The European Commission knows this because an overwhelming majority of MEPs are against and its ratification is essential for it to enter into force. But the Commission maintains the fiction that its ratification is possible, in part because it is economically great interest for German companies.
The fiction was broken – by carelessness or voluntarily – by the European Trade Commissioner, the former Latvian Prime Minister Valdis Dombrovskis.
In an interview with the AFP agency, Dombrovskis said: “It is clear that in the current situation with European sanctions in force against China and Chinese sanctions, including against members of the European Parliament, the environment is not conducive to the ratification of this agreement.”
The commissioner added that ratification “will really depend on how relations between the European Union and China evolve.”
Dombrovskis’s announcement, which the Commission itself wanted to reduce hours later, comes just a week after the last meeting between the Chinese and German governments, the one that most supports this agreement in Europe.
The European Parliament, in Brussels, in a February image. Most MEPs reject the deal with China. Photo: EFE
Your freeze would be a political defeat Angela Merkel, but as the liberal German MEP Engin Eroglu recalled, “with the situation deteriorating in Xinjiang and Hong Kong and with the Chinese Communist Party sanctioning MEPs and European institutions, it was time” to suspend the ratification process of the agreement.
“In the freezer”
One of the heavyweights of the International Trade Committee of the European Parliament, the also German Bernd Lange (Social Democrat) said this Tuesday that the European Parliament had decided days ago to “put in the freezer” the negotiations it was carrying out with the European Commission to see if there were any loopholes of ratification of the agreement.
European Parliament sources confirmed to Clarion this Tuesday that the leaders of each political group in the European Parliament decided by a large majority take the China deal off your agenda as long as Beijing’s sanctions on MEPs remain in place.
In the European Parliament, the MEPs willing to approve the agreement as they are the relations between Brussels and Beijing are counted on the fingers of the hand.
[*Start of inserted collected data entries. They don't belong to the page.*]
use crate::model::{
    id::RoomId,
    list::PaginatedList,
    room::{
        event::{CreateRoom, DeleteRoom, UpdateRoom},
        Room, RoomListOptions,
    },
};
use async_trait::async_trait;
use shared::error::AppResult;

#[async_trait]
pub trait RoomRepository: Send + Sync {
    // 客室を登録する
    async fn create(&self, event: CreateRoom) -> AppResult<RoomId>;
    // 客室の一覧を取得する（空室のみの絞り込みが可能）
    async fn find_all(&self, options: RoomListOptions) -> AppResult<PaginatedList<Room>>;
    // room_id に紐づく客室を取得する
    async fn find_by_id(&self, room_id: RoomId) -> AppResult<Option<Room>>;
    // 客室情報を更新する
    async fn update(&self, event: UpdateRoom) -> AppResult<()>;
    // 客室を削除する。予約実績がある客室は利用停止に切り替える
    async fn delete(&self, event: DeleteRoom) -> AppResult<()>;
}
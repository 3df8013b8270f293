pub mod model;
pub mod repository;
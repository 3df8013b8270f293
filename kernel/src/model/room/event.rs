use crate::model::id::RoomId;
use rust_decimal::Decimal;

pub struct CreateRoom {
    pub room_number: String,
    pub description: String,
    pub max_capacity: i32,
    pub price_per_night: Decimal,
    pub is_available: bool,
}

#[derive(Debug)]
pub struct UpdateRoom {
    pub room_id: RoomId,
    pub room_number: String,
    pub description: String,
    pub max_capacity: i32,
    pub price_per_night: Decimal,
    pub is_available: bool,
}

#[derive(Debug)]
pub struct DeleteRoom {
    pub room_id: RoomId,
}
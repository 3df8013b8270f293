use garde::Validate;
use kernel::model::id::CustomerId;
use serde::{Deserialize, Serialize};

#[derive(Deserialize, Validate)]
#[serde(rename_all = "camelCase")]
pub struct LoginRequest {
    #[garde(email)]
    pub email: String,
    #[garde(length(min = 1))]
    pub password: String,
}

#[derive(Serialize)]
#[serde(rename_all = "camelCase")]
pub struct AccessTokenResponse {
    pub customer_id: CustomerId,
    pub access_token: String,
}
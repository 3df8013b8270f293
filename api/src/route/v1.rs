use super::{
    booking::build_booking_routers, customer::build_customer_routers,
    health::build_health_check_routers, room::build_room_routers,
};
use axum::Router;
use registry::AppRegistry;

pub fn routes() -> Router<AppRegistry> {
    let router = Router::new()
        .merge(build_health_check_routers())
        .merge(build_customer_routers())
        .merge(build_room_routers())
        .merge(build_booking_routers());
    Router::new().nest("/api/v1", router)
}
use crate::model::id::CustomerId;

pub struct CreateToken {
    pub customer_id: CustomerId,
}

impl CreateToken {
    pub fn new(customer_id: CustomerId) -> Self {
        Self { customer_id }
    }
}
The Chinese sanctions on several MEPs – those who have most clearly spoken of the human rights violations in China’s Xinjiang province and in Hong Kong – felt very bad politically, causing hundreds of MEPs to join those who already called for the suspension of ratification.
In December, in a video conference, Chinese President Xi Jinping and the leaders of the European Commission and the European Council signed the investment protection agreement. Photo: BLOOMBERG
The Commission knows that taking the agreement to a vote right now would result in a resounding defeat.
The European Commission and China closed last December, to the surprise of many observers who considered it impossible but the determined impulse of Germany, an investment protection agreement that has been negotiated with ups and downs for years.
The pact was then sold as a success because it opened up the Chinese economy much more to European companies and protected their investments in China, for example by not forcing them to act hand in hand with a Chinese company or by protecting their patents and industrial secrets.
Dombrovskis added that his services “cannot ignore the broader context of relations between the European Union and China.”
Brussels still does not say so in public, but community sources have confessed for weeks that the American pressure is making itself felt in various dossiers of international politics, especially in a greater harshness towards Moscow and Beijing.